Task to carry out:
The answer must be every line below that holds the word "Create".

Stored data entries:
====

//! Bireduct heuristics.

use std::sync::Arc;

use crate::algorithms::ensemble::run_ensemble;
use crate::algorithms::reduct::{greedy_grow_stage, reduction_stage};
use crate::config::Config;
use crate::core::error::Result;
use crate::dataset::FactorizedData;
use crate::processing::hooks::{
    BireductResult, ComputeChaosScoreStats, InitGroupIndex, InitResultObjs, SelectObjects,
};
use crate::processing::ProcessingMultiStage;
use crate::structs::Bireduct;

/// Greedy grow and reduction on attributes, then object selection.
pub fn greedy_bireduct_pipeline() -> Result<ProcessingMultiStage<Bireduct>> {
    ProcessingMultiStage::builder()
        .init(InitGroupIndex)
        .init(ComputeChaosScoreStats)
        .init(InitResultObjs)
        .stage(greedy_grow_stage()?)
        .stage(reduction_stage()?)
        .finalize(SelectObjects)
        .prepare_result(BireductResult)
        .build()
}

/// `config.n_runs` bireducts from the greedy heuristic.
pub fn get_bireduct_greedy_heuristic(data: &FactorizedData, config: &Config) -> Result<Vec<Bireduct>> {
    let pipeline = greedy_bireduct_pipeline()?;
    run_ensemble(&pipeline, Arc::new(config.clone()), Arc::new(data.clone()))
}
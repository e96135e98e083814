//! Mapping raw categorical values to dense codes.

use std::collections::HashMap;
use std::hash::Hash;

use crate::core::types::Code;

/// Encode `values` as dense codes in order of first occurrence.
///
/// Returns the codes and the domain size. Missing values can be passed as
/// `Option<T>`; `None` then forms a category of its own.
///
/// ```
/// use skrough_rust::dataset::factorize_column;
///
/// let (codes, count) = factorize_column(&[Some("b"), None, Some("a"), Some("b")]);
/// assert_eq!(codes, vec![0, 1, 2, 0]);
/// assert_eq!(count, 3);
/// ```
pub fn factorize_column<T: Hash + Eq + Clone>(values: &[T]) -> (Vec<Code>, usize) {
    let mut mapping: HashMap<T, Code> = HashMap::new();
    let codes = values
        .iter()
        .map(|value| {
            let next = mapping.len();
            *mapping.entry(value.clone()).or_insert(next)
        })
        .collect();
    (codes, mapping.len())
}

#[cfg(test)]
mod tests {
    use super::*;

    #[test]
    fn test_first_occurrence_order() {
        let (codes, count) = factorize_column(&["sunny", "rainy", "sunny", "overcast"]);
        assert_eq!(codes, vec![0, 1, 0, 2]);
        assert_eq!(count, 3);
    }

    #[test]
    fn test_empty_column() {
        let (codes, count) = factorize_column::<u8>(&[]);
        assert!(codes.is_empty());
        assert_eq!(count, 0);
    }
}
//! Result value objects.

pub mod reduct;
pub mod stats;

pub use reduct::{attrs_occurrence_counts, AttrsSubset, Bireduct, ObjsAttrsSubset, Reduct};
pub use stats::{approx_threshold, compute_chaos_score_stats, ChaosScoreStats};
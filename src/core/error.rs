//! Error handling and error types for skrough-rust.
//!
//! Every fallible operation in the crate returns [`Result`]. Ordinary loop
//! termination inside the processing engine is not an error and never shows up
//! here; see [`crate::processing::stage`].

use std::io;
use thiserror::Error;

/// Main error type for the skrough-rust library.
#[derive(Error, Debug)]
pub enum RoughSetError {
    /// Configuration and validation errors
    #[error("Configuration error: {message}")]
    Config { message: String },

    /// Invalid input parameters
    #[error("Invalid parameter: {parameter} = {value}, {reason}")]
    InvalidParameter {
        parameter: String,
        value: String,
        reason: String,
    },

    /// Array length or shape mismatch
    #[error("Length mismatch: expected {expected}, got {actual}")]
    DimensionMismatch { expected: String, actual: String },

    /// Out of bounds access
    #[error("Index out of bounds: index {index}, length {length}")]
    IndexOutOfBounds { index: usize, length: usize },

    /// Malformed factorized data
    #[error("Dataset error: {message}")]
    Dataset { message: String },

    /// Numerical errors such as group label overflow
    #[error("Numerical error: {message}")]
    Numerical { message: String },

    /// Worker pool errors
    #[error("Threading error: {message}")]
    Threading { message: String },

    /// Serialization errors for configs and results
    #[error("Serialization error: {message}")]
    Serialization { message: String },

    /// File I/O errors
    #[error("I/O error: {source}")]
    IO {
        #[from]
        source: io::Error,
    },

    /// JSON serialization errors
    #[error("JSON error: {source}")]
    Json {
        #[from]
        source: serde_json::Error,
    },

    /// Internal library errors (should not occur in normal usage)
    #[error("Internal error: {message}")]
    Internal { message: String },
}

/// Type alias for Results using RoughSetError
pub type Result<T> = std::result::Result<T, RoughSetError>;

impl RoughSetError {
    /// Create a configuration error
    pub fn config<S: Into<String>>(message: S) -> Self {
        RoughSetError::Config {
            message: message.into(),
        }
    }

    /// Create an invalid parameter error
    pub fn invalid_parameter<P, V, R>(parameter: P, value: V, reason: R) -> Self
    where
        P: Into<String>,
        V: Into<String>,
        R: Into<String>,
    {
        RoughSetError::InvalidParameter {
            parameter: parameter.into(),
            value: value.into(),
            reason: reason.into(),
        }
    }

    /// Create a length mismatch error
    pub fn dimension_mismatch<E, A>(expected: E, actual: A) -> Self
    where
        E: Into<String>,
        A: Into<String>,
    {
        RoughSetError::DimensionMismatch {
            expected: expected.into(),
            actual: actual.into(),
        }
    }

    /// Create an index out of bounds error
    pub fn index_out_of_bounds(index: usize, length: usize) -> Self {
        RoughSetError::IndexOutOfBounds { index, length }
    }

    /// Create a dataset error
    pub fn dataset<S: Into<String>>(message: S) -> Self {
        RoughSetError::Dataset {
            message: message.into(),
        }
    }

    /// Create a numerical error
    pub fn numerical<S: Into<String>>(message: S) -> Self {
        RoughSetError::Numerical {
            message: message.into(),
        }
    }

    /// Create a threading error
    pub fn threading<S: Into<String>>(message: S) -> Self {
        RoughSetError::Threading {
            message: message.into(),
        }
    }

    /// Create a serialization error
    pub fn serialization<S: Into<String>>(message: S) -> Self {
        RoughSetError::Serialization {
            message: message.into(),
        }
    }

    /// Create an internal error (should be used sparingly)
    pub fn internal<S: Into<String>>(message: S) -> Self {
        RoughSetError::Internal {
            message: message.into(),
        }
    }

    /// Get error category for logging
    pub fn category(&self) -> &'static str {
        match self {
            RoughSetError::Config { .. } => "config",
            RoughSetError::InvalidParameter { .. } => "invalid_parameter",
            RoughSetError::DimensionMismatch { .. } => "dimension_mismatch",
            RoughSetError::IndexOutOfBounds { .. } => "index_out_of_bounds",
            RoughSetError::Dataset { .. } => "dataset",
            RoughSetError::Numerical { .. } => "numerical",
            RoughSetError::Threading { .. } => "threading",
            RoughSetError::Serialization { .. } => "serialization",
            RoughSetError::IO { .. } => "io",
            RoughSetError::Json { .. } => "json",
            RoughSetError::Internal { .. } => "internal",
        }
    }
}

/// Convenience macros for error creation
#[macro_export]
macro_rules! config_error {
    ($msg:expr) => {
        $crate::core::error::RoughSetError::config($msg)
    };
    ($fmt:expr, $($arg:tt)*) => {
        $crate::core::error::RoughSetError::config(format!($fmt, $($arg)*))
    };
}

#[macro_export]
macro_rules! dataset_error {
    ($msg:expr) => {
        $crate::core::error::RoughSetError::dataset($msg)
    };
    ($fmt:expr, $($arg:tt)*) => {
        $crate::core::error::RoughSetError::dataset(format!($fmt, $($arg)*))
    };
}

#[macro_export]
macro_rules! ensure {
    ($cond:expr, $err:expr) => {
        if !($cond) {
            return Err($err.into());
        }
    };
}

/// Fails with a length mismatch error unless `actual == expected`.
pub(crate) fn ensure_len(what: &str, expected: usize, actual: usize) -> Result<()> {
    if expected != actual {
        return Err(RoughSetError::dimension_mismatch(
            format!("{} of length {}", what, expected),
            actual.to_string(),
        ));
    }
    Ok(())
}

====

Task answer:
    /// Create a configuration error
    /// Create an invalid parameter error
    /// Create a length mismatch error
    /// Create an index out of bounds error
    /// Create a dataset error
    /// Create a numerical error
    /// Create a threading error
    /// Create a serialization error
    /// Create an internal error (should be used sparingly)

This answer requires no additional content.